From the material beneath, pull every line with the word "Resize".

+++++

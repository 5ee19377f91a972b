//! Scripted input sessions
//!
//! A script is a TOML file of `[[step]]` tables replayed against an editor in
//! order. Gizmo steps are written in world terms (`grab` a handle, `drag` it by
//! an offset, `turn` a ring) and converted to viewport pixels through the
//! editor's camera, so scripts do not depend on the viewport size.

use atelier_core::lighting::{DisplayMode, FloorPreset};
use atelier_core::{AtelierError, Color, EntityId, ObjectKind, Result, Vec3};
use atelier_store::{Entity, ToolMode, TransformPatch};
use atelier_viewport::{Editor, Frame, GizmoAxis, PointerOutcome};
use serde::{Deserialize, Serialize};

fn default_dt() -> f32 {
    1.0 / 60.0
}

fn default_frames() -> u32 {
    1
}

/// One scripted action. Objects are addressed by their index in store order.
#[derive(Debug, Clone, PartialEq, Deserialize)]
#[serde(tag = "action", rename_all = "kebab-case")]
pub enum Step {
    Add {
        kind: ObjectKind,
    },
    Select {
        #[serde(default)]
        index: Option<usize>,
    },
    Tool {
        mode: ToolMode,
    },
    Reset,
    Update {
        index: usize,
        #[serde(default)]
        position: Option<Vec3>,
        #[serde(default)]
        rotation: Option<Vec3>,
        #[serde(default)]
        scale: Option<Vec3>,
        #[serde(default)]
        uniform_scale: Option<f32>,
        #[serde(default)]
        color: Option<Color>,
    },
    Remove {
        index: usize,
    },
    /// Press and release over a world point
    Click {
        at: Vec3,
    },
    PointerDown {
        x: f32,
        y: f32,
    },
    PointerMove {
        x: f32,
        y: f32,
    },
    PointerUp,
    /// Press on a gizmo handle
    Grab {
        axis: GizmoAxis,
    },
    /// Move the pointer to the grab point plus a world offset
    Drag {
        offset: Vec3,
    },
    /// Move the pointer to a ring point this many radians past the grab point
    Turn {
        angle: f32,
    },
    Release,
    Cancel,
    Wheel {
        steps: f32,
    },
    Tick {
        #[serde(default = "default_dt")]
        dt: f32,
        #[serde(default = "default_frames")]
        frames: u32,
    },
    Resize {
        width: f32,
        height: f32,
    },
    Light {
        #[serde(default)]
        intensity: Option<f32>,
        #[serde(default)]
        temperature: Option<f64>,
    },
    Wall {
        color: Color,
    },
    Mode {
        mode: DisplayMode,
    },
    Floor {
        preset: FloorPreset,
    },
}

impl Step {
    pub fn name(&self) -> &'static str {
        match self {
            Step::Add { .. } => "add",
            Step::Select { .. } => "select",
            Step::Tool { .. } => "tool",
            Step::Reset => "reset",
            Step::Update { .. } => "update",
            Step::Remove { .. } => "remove",
            Step::Click { .. } => "click",
            Step::PointerDown { .. } => "pointer-down",
            Step::PointerMove { .. } => "pointer-move",
            Step::PointerUp => "pointer-up",
            Step::Grab { .. } => "grab",
            Step::Drag { .. } => "drag",
            Step::Turn { .. } => "turn",
            Step::Release => "release",
            Step::Cancel => "cancel",
            Step::Wheel { .. } => "wheel",
            Step::Tick { .. } => "tick",
            Step::Resize { .. } => "resize",
            Step::Light { .. } => "light",
            Step::Wall { .. } => "wall",
            Step::Mode { .. } => "mode",
            Step::Floor { .. } => "floor",
        }
    }
}

/// A parsed script file
#[derive(Debug, Clone, Default, Deserialize)]
pub struct Script {
    #[serde(default, rename = "step")]
    pub steps: Vec<Step>,
}

impl Script {
    pub fn parse(content: &str) -> Result<Self> {
        toml::from_str(content).map_err(|e| AtelierError::ScriptError(e.to_string()))
    }
}

/// What one step did
#[derive(Debug, Clone, Serialize)]
pub struct StepReport {
    pub index: usize,
    pub action: &'static str,
    #[serde(skip_serializing_if = "Option::is_none")]
    pub entity: Option<EntityId>,
    #[serde(skip_serializing_if = "Option::is_none")]
    pub outcome: Option<PointerOutcome>,
    /// Refused or invalid steps are reported and the script continues
    #[serde(skip_serializing_if = "Option::is_none")]
    pub error: Option<String>,
}

/// Final state after a script ran
#[derive(Debug, Clone, Serialize)]
pub struct RunReport {
    pub steps: Vec<StepReport>,
    pub tool_mode: ToolMode,
    #[serde(skip_serializing_if = "Option::is_none")]
    pub selected: Option<EntityId>,
    pub entities: Vec<Entity>,
    #[serde(skip_serializing_if = "Option::is_none")]
    pub frame: Option<Frame>,
}

/// Handle grabbed by the last `grab` step
#[derive(Debug, Clone, Copy)]
struct Grip {
    axis: GizmoAxis,
    anchor: glam::Vec3,
}

/// Replays steps against an editor
pub struct ScriptRunner {
    editor: Editor,
    grip: Option<Grip>,
}

impl ScriptRunner {
    pub fn new(editor: Editor) -> Self {
        Self { editor, grip: None }
    }

    pub fn editor(&self) -> &Editor {
        &self.editor
    }

    /// Run every step, collecting a report per step
    pub fn run(&mut self, script: &Script) -> Vec<StepReport> {
        script
            .steps
            .iter()
            .enumerate()
            .map(|(index, step)| {
                let mut report = StepReport {
                    index,
                    action: step.name(),
                    entity: None,
                    outcome: None,
                    error: None,
                };
                match self.apply(step) {
                    Ok((entity, outcome)) => {
                        report.entity = entity;
                        report.outcome = outcome;
                    }
                    Err(e) => {
                        log::warn!("Step {} ({}) failed: {}", index, step.name(), e);
                        report.error = Some(e.to_string());
                    }
                }
                report
            })
            .collect()
    }

    /// Summarize the editor state
    pub fn report(&self, steps: Vec<StepReport>, with_frame: bool) -> RunReport {
        let store = self.editor.store();
        RunReport {
            steps,
            tool_mode: store.effective_tool_mode(),
            selected: store.selected_id(),
            entities: store.entities().to_vec(),
            frame: with_frame.then(|| self.editor.frame()),
        }
    }

    fn apply(&mut self, step: &Step) -> Result<(Option<EntityId>, Option<PointerOutcome>)> {
        let editor = &mut self.editor;
        match step {
            Step::Add { kind } => return Ok((Some(editor.add_object(*kind)?), None)),
            Step::Select { index } => {
                let id = index.map(|i| self.entity_at(i)).transpose()?;
                self.editor.select(id)?;
                return Ok((id, None));
            }
            Step::Tool { mode } => editor.set_tool_mode(*mode)?,
            Step::Reset => editor.reset_selected()?,
            Step::Update {
                index,
                position,
                rotation,
                scale,
                uniform_scale,
                color,
            } => {
                let id = self.entity_at(*index)?;
                let mut patch = TransformPatch::new();
                patch.position = *position;
                patch.rotation = *rotation;
                patch.scale = *scale;
                patch.color = *color;
                if let Some(factor) = uniform_scale {
                    patch = patch.with_uniform_scale(*factor);
                }
                self.editor.update_object(id, &patch);
                return Ok((Some(id), None));
            }
            Step::Remove { index } => {
                let id = self.entity_at(*index)?;
                self.editor.remove_object(id);
                return Ok((Some(id), None));
            }
            Step::Click { at } => {
                let [x, y] = self.screen(glam::Vec3::from(*at))?;
                let outcome = self.editor.pointer_down(x, y)?;
                self.editor.pointer_up()?;
                return Ok((None, Some(outcome)));
            }
            Step::PointerDown { x, y } => return Ok((None, Some(editor.pointer_down(*x, *y)?))),
            Step::PointerMove { x, y } => return Ok((None, Some(editor.pointer_move(*x, *y)?))),
            Step::PointerUp => return Ok((None, Some(editor.pointer_up()?))),
            Step::Grab { axis } => {
                let anchor = editor.handle_anchor(*axis).ok_or_else(|| {
                    AtelierError::ScriptError(format!("no '{}' handle to grab", axis))
                })?;
                let [x, y] = self.screen(anchor)?;
                let outcome = self.editor.pointer_down(x, y)?;
                if matches!(outcome, PointerOutcome::DragStarted { .. }) {
                    self.grip = Some(Grip {
                        axis: *axis,
                        anchor,
                    });
                }
                return Ok((None, Some(outcome)));
            }
            Step::Drag { offset } => {
                let grip = self.grip()?;
                let [x, y] = self.screen(grip.anchor + glam::Vec3::from(*offset))?;
                return Ok((None, Some(self.editor.pointer_move(x, y)?)));
            }
            Step::Turn { angle } => {
                let grip = self.grip()?;
                let point = self
                    .editor
                    .ring_point(grip.axis, *angle)
                    .ok_or_else(|| AtelierError::ScriptError("grabbed handle is not a ring".into()))?;
                let [x, y] = self.screen(point)?;
                return Ok((None, Some(self.editor.pointer_move(x, y)?)));
            }
            Step::Release => {
                self.grip = None;
                return Ok((None, Some(self.editor.pointer_up()?)));
            }
            Step::Cancel => {
                self.grip = None;
                return Ok((None, Some(self.editor.cancel()?)));
            }
            Step::Wheel { steps } => editor.wheel(*steps),
            Step::Tick { dt, frames } => {
                for _ in 0..*frames {
                    editor.tick(*dt);
                }
            }
            Step::Resize { width, height } => editor.resize(*width, *height),
            Step::Light {
                intensity,
                temperature,
            } => {
                let presentation = editor.presentation_mut();
                if let Some(intensity) = intensity {
                    presentation.set_light_intensity(*intensity);
                }
                if let Some(kelvin) = temperature {
                    presentation.set_light_temperature(*kelvin);
                }
            }
            Step::Wall { color } => editor.presentation_mut().wall_color = *color,
            Step::Mode { mode } => editor.presentation_mut().mode = *mode,
            Step::Floor { preset } => editor.presentation_mut().floor = *preset,
        }
        Ok((None, None))
    }

    fn entity_at(&self, index: usize) -> Result<EntityId> {
        self.editor
            .store()
            .entities()
            .get(index)
            .map(|e| e.id)
            .ok_or_else(|| AtelierError::ScriptError(format!("no object at index {}", index)))
    }

    fn grip(&self) -> Result<Grip> {
        self.grip
            .ok_or_else(|| AtelierError::ScriptError("nothing grabbed".into()))
    }

    fn screen(&self, point: glam::Vec3) -> Result<[f32; 2]> {
        self.editor
            .world_to_screen(point)
            .ok_or_else(|| AtelierError::ScriptError(format!("{:?} is behind the camera", point)))
    }
}
//! Per-frame snapshot handed to a renderer

use crate::camera::OrbitCamera;
use crate::gizmo::GizmoView;
use atelier_core::lighting::{LightingParams, ROOM_DEPTH, ROOM_HEIGHT, ROOM_WIDTH};
use atelier_core::{EntityId, Vec3};
use atelier_scene::NodeView;
use atelier_store::ToolMode;
use serde::Serialize;

/// Everything needed to draw one frame. Built by reading editor state only.
#[derive(Debug, Clone, PartialEq, Serialize)]
pub struct Frame {
    /// Store revision the nodes reflect
    pub revision: u64,
    pub tool_mode: ToolMode,
    pub selected: Option<EntityId>,
    pub camera: CameraView,
    /// Nodes in store order
    pub nodes: Vec<FrameNode>,
    pub gizmo: Option<GizmoView>,
    pub lighting: LightingParams,
    pub room: RoomView,
}

impl Frame {
    pub fn node(&self, id: EntityId) -> Option<&FrameNode> {
        self.nodes.iter().find(|n| n.node.id == id)
    }
}

#[derive(Debug, Clone, PartialEq, Serialize)]
pub struct CameraView {
    pub position: Vec3,
    pub target: Vec3,
    /// Vertical field of view in degrees
    pub fov: f32,
    /// Column-major view-projection matrix
    pub view_projection: [f32; 16],
    pub pointer_input_enabled: bool,
}

impl CameraView {
    pub fn from_camera(camera: &OrbitCamera) -> Self {
        Self {
            position: camera.position().into(),
            target: camera.target().into(),
            fov: camera.fov(),
            view_projection: camera.view_projection_matrix().to_cols_array(),
            pointer_input_enabled: camera.pointer_input_enabled(),
        }
    }
}

/// A node as displayed, with its selection highlight
#[derive(Debug, Clone, PartialEq, Serialize)]
pub struct FrameNode {
    #[serde(flatten)]
    pub node: NodeView,
    pub selected: bool,
}

/// Room shell extents. The room is scenery: never pickable.
#[derive(Debug, Clone, Copy, PartialEq, Serialize)]
pub struct RoomView {
    pub width: f32,
    pub depth: f32,
    pub height: f32,
}

impl Default for RoomView {
    fn default() -> Self {
        Self {
            width: ROOM_WIDTH,
            depth: ROOM_DEPTH,
            height: ROOM_HEIGHT,
        }
    }
}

+++++

RESPONSE AREA
    Resize {
            Step::Resize { .. } => "resize",
            Step::Resize { width, height } => editor.resize(*width, *height),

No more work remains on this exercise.